#### Excerpted records

//! Node storage.
//!
//! [`RawTree`](crate::RawTree) never owns nodes; it reaches them through a
//! [`NodeStore`]. Two stores ship with the crate:
//!
//! - `Vec<Node<K, V>>`, for callers that lay out their own records and hand
//!   the tree fixed positions.
//! - [`Arena`], a slab that hands out ids, recycles freed slots through a free
//!   list and is what [`GenericTree`](crate::GenericTree) uses.

use crate::{Node, NodeId, NodeStore};

/// Borrows two distinct elements of a slice mutably.
fn pair_mut<T>(items: &mut [T], a: usize, b: usize) -> (&mut T, &mut T) {
	assert_ne!(a, b, "cannot borrow the same node twice");
	if a < b {
		let (head, tail) = items.split_at_mut(b);
		(&mut head[a], &mut tail[0])
	} else {
		let (head, tail) = items.split_at_mut(a);
		(&mut tail[0], &mut head[b])
	}
}

impl<K, V> NodeStore for Vec<Node<K, V>> {
	type Key = K;
	type Value = V;

	#[inline]
	fn node(&self, id: NodeId) -> &Node<K, V> {
		&self[id.index()]
	}

	#[inline]
	fn node_mut(&mut self, id: NodeId) -> &mut Node<K, V> {
		&mut self[id.index()]
	}

	fn swap_entries(&mut self, a: NodeId, b: NodeId) {
		let (x, y) = pair_mut(self, a.index(), b.index());
		x.swap_entry(y);
	}
}

/// A slab of nodes with a free list.
///
/// Ids stay valid until the slot is removed; removed slots are reused by
/// later allocations, most recently freed first.
///
/// # Example
///
/// ```
/// use rbcursor::{Arena, Natural, RawTree};
///
/// let mut arena = Arena::new();
/// let mut tree = RawTree::new(Natural);
///
/// for k in [3, 1, 2] {
/// 	let id = arena.alloc(k, k * 100);
/// 	tree.insert(&mut arena, id).unwrap();
/// }
///
/// let gone = tree.erase(&mut arena, &1).unwrap();
/// assert_eq!(arena.remove(gone), Some((1, 100)));
/// assert_eq!(arena.len(), 2);
/// ```
#[derive(Debug, Clone)]
pub struct Arena<K, V> {
	slots: Vec<Option<Node<K, V>>>,
	free: Vec<NodeId>,
	len: usize,
}

impl<K, V> Default for Arena<K, V> {
	fn default() -> Self {
		Self::new()
	}
}

impl<K, V> Arena<K, V> {
	/// Creates an empty arena.
	pub const fn new() -> Self {
		Arena {
			slots: Vec::new(),
			free: Vec::new(),
			len: 0,
		}
	}

	/// Creates an empty arena with room for `capacity` nodes before it
	/// reallocates.
	pub fn with_capacity(capacity: usize) -> Self {
		Arena {
			slots: Vec::with_capacity(capacity),
			free: Vec::new(),
			len: 0,
		}
	}

	/// Stores a new detached node and returns its id.
	pub fn alloc(&mut self, key: K, value: V) -> NodeId {
		let node = Node::new(key, value);
		self.len += 1;

		if let Some(id) = self.free.pop() {
			self.slots[id.index()] = Some(node);
			id
		} else {
			let id = NodeId::new(self.slots.len());
			self.slots.push(Some(node));
			id
		}
	}

	/// Frees the slot named by `id`, returning its entry.
	///
	/// The node must already be unlinked from any tree. Returns `None` if the
	/// slot is not live.
	pub fn remove(&mut self, id: NodeId) -> Option<(K, V)> {
		let node = self.slots.get_mut(id.index())?.take()?;
		self.free.push(id);
		self.len -= 1;
		Some(node.into_entry())
	}

	/// Returns the node named by `id`, if the slot is live.
	pub fn get(&self, id: NodeId) -> Option<&Node<K, V>> {
		self.slots.get(id.index()).and_then(Option::as_ref)
	}

	/// Returns the number of live nodes.
	pub fn len(&self) -> usize {
		self.len
	}

	/// Returns `true` if no node is live.
	pub fn is_empty(&self) -> bool {
		self.len == 0
	}

	/// Returns the number of slots, live or free.
	pub fn slot_count(&self) -> usize {
		self.slots.len()
	}

	/// Drops every node.
	pub fn clear(&mut self) {
		self.slots.clear();
		self.free.clear();
		self.len = 0;
	}
}

impl<K, V> NodeStore for Arena<K, V> {
	type Key = K;
	type Value = V;

	#[inline]
	fn node(&self, id: NodeId) -> &Node<K, V> {
		match self.slots.get(id.index()) {
			Some(Some(node)) => node,
			_ => panic!("{id:?} does not name a live node"),
		}
	}

	#[inline]
	fn node_mut(&mut self, id: NodeId) -> &mut Node<K, V> {
		match self.slots.get_mut(id.index()) {
			Some(Some(node)) => node,
			_ => panic!("{id:?} does not name a live node"),
		}
	}

	fn swap_entries(&mut self, a: NodeId, b: NodeId) {
		match pair_mut(&mut self.slots, a.index(), b.index()) {
			(Some(x), Some(y)) => x.swap_entry(y),
			_ => panic!("cannot swap entries of {a:?} and {b:?}: slot is not live"),
		}
	}
}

########

Exercise objective — Having read the entries, repeat them all exactly.

Written response —
//! Node storage.
//!
//! [`RawTree`](crate::RawTree) never owns nodes; it reaches them through a
//! [`NodeStore`]. Two stores ship with the crate:
//!
//! - `Vec<Node<K, V>>`, for callers that lay out their own records and hand
//!   the tree fixed positions.
//! - [`Arena`], a slab that hands out ids, recycles freed slots through a free
//!   list and is what [`GenericTree`](crate::GenericTree) uses.

use crate::{Node, NodeId, NodeStore};

/// Borrows two distinct elements of a slice mutably.
fn pair_mut<T>(items: &mut [T], a: usize, b: usize) -> (&mut T, &mut T) {
	assert_ne!(a, b, "cannot borrow the same node twice");
	if a < b {
		let (head, tail) = items.split_at_mut(b);
		(&mut head[a], &mut tail[0])
	} else {
		let (head, tail) = items.split_at_mut(a);
		(&mut tail[0], &mut head[b])
	}
}

impl<K, V> NodeStore for Vec<Node<K, V>> {
	type Key = K;
	type Value = V;

	#[inline]
	fn node(&self, id: NodeId) -> &Node<K, V> {
		&self[id.index()]
	}

	#[inline]
	fn node_mut(&mut self, id: NodeId) -> &mut Node<K, V> {
		&mut self[id.index()]
	}

	fn swap_entries(&mut self, a: NodeId, b: NodeId) {
		let (x, y) = pair_mut(self, a.index(), b.index());
		x.swap_entry(y);
	}
}

/// A slab of nodes with a free list.
///
/// Ids stay valid until the slot is removed; removed slots are reused by
/// later allocations, most recently freed first.
///
/// # Example
///
/// ```
/// use rbcursor::{Arena, Natural, RawTree};
///
/// let mut arena = Arena::new();
/// let mut tree = RawTree::new(Natural);
///
/// for k in [3, 1, 2] {
/// 	let id = arena.alloc(k, k * 100);
/// 	tree.insert(&mut arena, id).unwrap();
/// }
///
/// let gone = tree.erase(&mut arena, &1).unwrap();
/// assert_eq!(arena.remove(gone), Some((1, 100)));
/// assert_eq!(arena.len(), 2);
/// ```
#[derive(Debug, Clone)]
pub struct Arena<K, V> {
	slots: Vec<Option<Node<K, V>>>,
	free: Vec<NodeId>,
	len: usize,
}

impl<K, V> Default for Arena<K, V> {
	fn default() -> Self {
		Self::new()
	}
}

impl<K, V> Arena<K, V> {
	/// Creates an empty arena.
	pub const fn new() -> Self {
		Arena {
			slots: Vec::new(),
			free: Vec::new(),
			len: 0,
		}
	}

	/// Creates an empty arena with room for `capacity` nodes before it
	/// reallocates.
	pub fn with_capacity(capacity: usize) -> Self {
		Arena {
			slots: Vec::with_capacity(capacity),
			free: Vec::new(),
			len: 0,
		}
	}

	/// Stores a new detached node and returns its id.
	pub fn alloc(&mut self, key: K, value: V) -> NodeId {
		let node = Node::new(key, value);
		self.len += 1;

		if let Some(id) = self.free.pop() {
			self.slots[id.index()] = Some(node);
			id
		} else {
			let id = NodeId::new(self.slots.len());
			self.slots.push(Some(node));
			id
		}
	}

	/// Frees the slot named by `id`, returning its entry.
	///
	/// The node must already be unlinked from any tree. Returns `None` if the
	/// slot is not live.
	pub fn remove(&mut self, id: NodeId) -> Option<(K, V)> {
		let node = self.slots.get_mut(id.index())?.take()?;
		self.free.push(id);
		self.len -= 1;
		Some(node.into_entry())
	}

	/// Returns the node named by `id`, if the slot is live.
	pub fn get(&self, id: NodeId) -> Option<&Node<K, V>> {
		self.slots.get(id.index()).and_then(Option::as_ref)
	}

	/// Returns the number of live nodes.
	pub fn len(&self) -> usize {
		self.len
	}

	/// Returns `true` if no node is live.
	pub fn is_empty(&self) -> bool {
		self.len == 0
	}

	/// Returns the number of slots, live or free.
	pub fn slot_count(&self) -> usize {
		self.slots.len()
	}

	/// Drops every node.
	pub fn clear(&mut self) {
		self.slots.clear();
		self.free.clear();
		self.len = 0;
	}
}

impl<K, V> NodeStore for Arena<K, V> {
	type Key = K;
	type Value = V;

	#[inline]
	fn node(&self, id: NodeId) -> &Node<K, V> {
		match self.slots.get(id.index()) {
			Some(Some(node)) => node,
			_ => panic!("{id:?} does not name a live node"),
		}
	}

	#[inline]
	fn node_mut(&mut self, id: NodeId) -> &mut Node<K, V> {
		match self.slots.get_mut(id.index()) {
			Some(Some(node)) => node,
			_ => panic!("{id:?} does not name a live node"),
		}
	}

	fn swap_entries(&mut self, a: NodeId, b: NodeId) {
		match pair_mut(&mut self.slots, a.index(), b.index()) {
			(Some(x), Some(y)) => x.swap_entry(y),
			_ => panic!("cannot swap entries of {a:?} and {b:?}: slot is not live"),
		}
	}
}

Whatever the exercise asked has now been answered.